Available data below:

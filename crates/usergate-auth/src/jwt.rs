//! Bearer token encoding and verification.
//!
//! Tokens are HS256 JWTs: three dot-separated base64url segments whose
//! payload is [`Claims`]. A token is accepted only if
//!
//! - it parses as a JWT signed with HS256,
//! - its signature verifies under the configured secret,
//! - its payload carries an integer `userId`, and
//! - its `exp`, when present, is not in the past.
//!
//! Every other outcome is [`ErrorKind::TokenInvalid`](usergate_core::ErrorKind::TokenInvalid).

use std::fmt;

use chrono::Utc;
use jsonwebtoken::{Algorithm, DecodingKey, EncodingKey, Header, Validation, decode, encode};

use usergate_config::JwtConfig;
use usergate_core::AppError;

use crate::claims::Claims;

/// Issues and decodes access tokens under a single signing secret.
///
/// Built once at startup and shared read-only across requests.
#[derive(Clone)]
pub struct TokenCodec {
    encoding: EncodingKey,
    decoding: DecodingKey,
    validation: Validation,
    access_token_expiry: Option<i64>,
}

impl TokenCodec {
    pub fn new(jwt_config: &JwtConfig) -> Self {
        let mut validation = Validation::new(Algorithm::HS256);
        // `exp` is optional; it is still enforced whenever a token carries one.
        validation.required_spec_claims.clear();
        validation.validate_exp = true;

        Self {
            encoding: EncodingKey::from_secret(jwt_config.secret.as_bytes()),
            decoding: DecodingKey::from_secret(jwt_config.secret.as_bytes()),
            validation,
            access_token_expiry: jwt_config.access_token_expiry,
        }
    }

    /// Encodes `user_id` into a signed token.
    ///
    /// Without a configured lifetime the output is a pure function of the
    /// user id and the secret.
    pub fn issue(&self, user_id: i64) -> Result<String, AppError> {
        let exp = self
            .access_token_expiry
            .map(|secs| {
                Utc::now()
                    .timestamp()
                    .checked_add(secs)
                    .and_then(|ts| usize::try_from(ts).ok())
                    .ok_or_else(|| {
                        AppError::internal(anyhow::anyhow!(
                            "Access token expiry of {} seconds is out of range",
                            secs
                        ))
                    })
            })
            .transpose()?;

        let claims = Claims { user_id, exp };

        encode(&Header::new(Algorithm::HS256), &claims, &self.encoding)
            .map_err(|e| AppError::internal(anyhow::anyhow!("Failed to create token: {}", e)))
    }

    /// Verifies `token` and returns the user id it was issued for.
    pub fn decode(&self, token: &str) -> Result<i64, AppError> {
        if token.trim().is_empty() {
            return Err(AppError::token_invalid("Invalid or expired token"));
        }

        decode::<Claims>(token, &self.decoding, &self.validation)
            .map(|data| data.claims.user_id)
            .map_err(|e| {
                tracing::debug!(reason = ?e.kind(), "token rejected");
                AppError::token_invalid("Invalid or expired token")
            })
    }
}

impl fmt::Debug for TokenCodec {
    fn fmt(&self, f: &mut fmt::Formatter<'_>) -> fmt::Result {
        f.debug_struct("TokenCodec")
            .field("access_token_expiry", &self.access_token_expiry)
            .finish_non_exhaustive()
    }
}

End of Available data.
Available data below:

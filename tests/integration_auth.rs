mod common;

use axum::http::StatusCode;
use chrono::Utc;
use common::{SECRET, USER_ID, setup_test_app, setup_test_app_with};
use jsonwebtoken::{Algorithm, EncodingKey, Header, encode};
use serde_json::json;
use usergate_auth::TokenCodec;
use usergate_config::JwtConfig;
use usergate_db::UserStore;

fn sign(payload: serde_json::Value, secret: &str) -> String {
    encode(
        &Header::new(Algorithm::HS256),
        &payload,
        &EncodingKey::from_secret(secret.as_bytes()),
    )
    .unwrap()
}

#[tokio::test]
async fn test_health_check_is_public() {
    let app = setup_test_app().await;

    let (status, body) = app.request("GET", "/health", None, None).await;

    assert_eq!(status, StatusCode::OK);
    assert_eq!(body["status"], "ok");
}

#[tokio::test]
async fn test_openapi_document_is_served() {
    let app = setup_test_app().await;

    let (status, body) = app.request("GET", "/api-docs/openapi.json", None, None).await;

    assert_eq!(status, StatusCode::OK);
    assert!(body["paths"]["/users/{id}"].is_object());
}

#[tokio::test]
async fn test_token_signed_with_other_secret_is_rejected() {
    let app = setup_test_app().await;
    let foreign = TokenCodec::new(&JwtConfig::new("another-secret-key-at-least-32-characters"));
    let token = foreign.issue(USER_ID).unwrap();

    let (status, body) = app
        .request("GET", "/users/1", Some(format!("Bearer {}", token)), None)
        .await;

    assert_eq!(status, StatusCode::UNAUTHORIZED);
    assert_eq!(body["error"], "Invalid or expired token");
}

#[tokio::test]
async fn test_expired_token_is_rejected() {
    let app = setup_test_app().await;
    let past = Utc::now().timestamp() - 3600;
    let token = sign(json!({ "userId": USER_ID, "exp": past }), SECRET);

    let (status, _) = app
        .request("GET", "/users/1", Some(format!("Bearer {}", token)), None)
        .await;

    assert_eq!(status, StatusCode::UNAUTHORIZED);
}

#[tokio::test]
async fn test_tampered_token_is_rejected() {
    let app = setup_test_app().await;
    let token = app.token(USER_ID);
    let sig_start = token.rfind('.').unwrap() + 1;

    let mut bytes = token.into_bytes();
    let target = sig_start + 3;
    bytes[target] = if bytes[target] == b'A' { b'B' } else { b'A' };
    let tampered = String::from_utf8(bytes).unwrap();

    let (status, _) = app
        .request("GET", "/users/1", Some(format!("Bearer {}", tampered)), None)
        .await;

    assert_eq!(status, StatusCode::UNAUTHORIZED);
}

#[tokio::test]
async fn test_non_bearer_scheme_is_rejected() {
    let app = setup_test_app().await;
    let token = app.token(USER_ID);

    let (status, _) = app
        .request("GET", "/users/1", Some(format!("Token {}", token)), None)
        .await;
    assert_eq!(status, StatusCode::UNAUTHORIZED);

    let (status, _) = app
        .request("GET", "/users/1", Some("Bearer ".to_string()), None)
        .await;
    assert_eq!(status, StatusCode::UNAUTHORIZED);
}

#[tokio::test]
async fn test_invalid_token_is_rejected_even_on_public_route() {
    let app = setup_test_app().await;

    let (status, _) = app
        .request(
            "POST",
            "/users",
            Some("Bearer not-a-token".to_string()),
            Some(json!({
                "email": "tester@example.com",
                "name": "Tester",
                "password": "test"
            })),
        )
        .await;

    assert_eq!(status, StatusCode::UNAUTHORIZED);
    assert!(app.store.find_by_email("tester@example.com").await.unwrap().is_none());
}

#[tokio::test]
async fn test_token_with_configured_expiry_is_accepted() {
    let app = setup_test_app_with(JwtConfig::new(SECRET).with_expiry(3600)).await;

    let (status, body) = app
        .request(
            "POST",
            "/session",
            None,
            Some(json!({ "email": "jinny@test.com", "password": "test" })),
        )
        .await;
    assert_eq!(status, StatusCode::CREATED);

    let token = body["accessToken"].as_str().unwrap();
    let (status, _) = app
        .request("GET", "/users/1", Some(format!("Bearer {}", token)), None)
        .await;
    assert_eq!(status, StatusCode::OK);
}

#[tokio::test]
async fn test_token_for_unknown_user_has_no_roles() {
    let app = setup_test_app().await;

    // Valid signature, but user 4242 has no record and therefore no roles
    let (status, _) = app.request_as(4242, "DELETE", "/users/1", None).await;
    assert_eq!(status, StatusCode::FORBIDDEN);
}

End of Available data.

**Assignment:** Copy range, inclusive: the line holding "filename crates/usergate-auth/src/jwt.rs" to the line holding "#[derive(Clone)]". Reproduce exactly those lines of the records above and no others.

**Output:**
filename crates/usergate-auth/src/jwt.rs
//! Bearer token encoding and verification.
//!
//! Tokens are HS256 JWTs: three dot-separated base64url segments whose
//! payload is [`Claims`]. A token is accepted only if
//!
//! - it parses as a JWT signed with HS256,
//! - its signature verifies under the configured secret,
//! - its payload carries an integer `userId`, and
//! - its `exp`, when present, is not in the past.
//!
//! Every other outcome is [`ErrorKind::TokenInvalid`](usergate_core::ErrorKind::TokenInvalid).

use std::fmt;

use chrono::Utc;
use jsonwebtoken::{Algorithm, DecodingKey, EncodingKey, Header, Validation, decode, encode};

use usergate_config::JwtConfig;
use usergate_core::AppError;

use crate::claims::Claims;

/// Issues and decodes access tokens under a single signing secret.
///
/// Built once at startup and shared read-only across requests.
#[derive(Clone)]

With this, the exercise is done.